TASK DIRECTIONS
Read the records below. Copy each line where the string "RwLock" occurs.

[Data extracted from a collection]
━━━━━━
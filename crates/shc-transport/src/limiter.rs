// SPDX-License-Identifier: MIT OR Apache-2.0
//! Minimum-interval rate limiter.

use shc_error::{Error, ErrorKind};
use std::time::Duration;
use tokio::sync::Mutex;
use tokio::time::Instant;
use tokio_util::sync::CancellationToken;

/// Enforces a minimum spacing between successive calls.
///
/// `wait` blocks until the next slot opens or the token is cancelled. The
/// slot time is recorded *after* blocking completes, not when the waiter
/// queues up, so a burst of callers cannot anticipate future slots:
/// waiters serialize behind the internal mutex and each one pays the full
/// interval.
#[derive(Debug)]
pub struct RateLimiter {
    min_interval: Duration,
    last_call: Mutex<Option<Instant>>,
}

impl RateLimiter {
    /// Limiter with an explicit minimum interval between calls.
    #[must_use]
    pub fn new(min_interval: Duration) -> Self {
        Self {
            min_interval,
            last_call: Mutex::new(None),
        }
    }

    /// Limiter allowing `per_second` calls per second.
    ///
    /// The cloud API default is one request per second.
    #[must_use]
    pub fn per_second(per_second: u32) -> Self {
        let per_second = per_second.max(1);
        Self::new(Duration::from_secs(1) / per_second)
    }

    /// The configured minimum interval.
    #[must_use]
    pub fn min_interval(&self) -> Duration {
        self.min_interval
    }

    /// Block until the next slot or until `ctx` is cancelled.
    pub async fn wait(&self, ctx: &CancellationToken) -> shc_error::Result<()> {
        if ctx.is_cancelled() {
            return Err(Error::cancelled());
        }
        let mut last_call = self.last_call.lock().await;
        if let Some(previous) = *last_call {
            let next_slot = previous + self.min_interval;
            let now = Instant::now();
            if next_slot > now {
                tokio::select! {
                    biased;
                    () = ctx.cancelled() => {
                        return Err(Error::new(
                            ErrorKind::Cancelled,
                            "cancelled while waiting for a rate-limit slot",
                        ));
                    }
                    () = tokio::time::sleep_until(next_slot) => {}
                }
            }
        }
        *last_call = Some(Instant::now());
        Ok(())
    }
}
━━━━━━
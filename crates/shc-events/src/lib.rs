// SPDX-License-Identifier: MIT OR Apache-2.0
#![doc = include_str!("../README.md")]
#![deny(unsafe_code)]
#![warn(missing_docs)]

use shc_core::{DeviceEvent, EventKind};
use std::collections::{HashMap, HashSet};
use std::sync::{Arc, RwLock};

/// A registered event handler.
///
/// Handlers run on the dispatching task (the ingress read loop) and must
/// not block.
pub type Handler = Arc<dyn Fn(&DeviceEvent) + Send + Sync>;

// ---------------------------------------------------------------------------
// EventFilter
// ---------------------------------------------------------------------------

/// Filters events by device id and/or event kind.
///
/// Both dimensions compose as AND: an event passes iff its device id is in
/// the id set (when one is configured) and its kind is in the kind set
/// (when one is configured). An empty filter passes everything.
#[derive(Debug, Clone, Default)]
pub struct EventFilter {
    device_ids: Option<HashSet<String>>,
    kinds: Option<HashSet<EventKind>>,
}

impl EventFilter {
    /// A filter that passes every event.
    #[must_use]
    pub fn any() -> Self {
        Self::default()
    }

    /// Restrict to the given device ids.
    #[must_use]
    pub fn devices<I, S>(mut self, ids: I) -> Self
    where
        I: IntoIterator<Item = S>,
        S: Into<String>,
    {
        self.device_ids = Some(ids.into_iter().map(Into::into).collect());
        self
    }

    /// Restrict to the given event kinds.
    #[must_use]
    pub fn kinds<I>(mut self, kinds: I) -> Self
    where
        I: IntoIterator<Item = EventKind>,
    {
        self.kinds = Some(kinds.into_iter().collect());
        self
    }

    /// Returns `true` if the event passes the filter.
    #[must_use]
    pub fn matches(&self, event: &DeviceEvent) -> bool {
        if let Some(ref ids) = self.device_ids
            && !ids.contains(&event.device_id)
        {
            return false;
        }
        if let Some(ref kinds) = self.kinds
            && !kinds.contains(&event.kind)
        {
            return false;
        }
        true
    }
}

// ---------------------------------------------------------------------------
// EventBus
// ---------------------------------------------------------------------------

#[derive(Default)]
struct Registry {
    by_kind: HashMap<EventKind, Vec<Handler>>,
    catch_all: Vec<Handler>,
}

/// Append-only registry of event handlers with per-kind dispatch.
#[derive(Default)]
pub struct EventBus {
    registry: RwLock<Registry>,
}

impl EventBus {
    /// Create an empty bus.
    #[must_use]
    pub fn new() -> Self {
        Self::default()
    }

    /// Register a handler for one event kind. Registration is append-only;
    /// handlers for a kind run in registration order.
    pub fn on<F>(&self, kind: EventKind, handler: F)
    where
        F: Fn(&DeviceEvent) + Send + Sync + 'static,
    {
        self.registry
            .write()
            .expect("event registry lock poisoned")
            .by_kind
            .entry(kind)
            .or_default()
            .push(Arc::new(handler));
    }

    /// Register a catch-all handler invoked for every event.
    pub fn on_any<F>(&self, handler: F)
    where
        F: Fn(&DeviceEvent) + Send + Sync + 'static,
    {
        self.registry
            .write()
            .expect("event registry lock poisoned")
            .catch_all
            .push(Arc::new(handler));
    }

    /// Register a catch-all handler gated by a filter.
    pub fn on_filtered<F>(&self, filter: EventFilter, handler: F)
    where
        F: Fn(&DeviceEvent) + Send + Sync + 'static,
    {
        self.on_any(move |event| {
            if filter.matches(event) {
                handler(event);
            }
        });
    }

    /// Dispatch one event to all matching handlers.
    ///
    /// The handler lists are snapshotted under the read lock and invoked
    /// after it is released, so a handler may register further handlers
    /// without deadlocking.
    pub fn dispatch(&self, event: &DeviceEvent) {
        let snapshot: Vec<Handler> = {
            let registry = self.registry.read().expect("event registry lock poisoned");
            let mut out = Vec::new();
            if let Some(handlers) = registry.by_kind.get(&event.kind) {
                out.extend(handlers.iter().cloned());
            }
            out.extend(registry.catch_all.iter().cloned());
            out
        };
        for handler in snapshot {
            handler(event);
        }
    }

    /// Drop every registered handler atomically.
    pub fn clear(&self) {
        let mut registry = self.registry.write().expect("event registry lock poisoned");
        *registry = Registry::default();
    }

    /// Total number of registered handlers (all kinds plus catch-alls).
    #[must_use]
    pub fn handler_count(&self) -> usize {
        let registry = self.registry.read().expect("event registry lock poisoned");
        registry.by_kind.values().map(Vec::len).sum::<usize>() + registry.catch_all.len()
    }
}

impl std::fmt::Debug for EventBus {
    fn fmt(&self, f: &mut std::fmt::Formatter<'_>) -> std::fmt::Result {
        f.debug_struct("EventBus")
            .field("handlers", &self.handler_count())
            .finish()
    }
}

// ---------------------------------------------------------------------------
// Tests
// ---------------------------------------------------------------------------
━━━━━━
RESPONSE
use std::sync::{Arc, RwLock};
    registry: RwLock<Registry>,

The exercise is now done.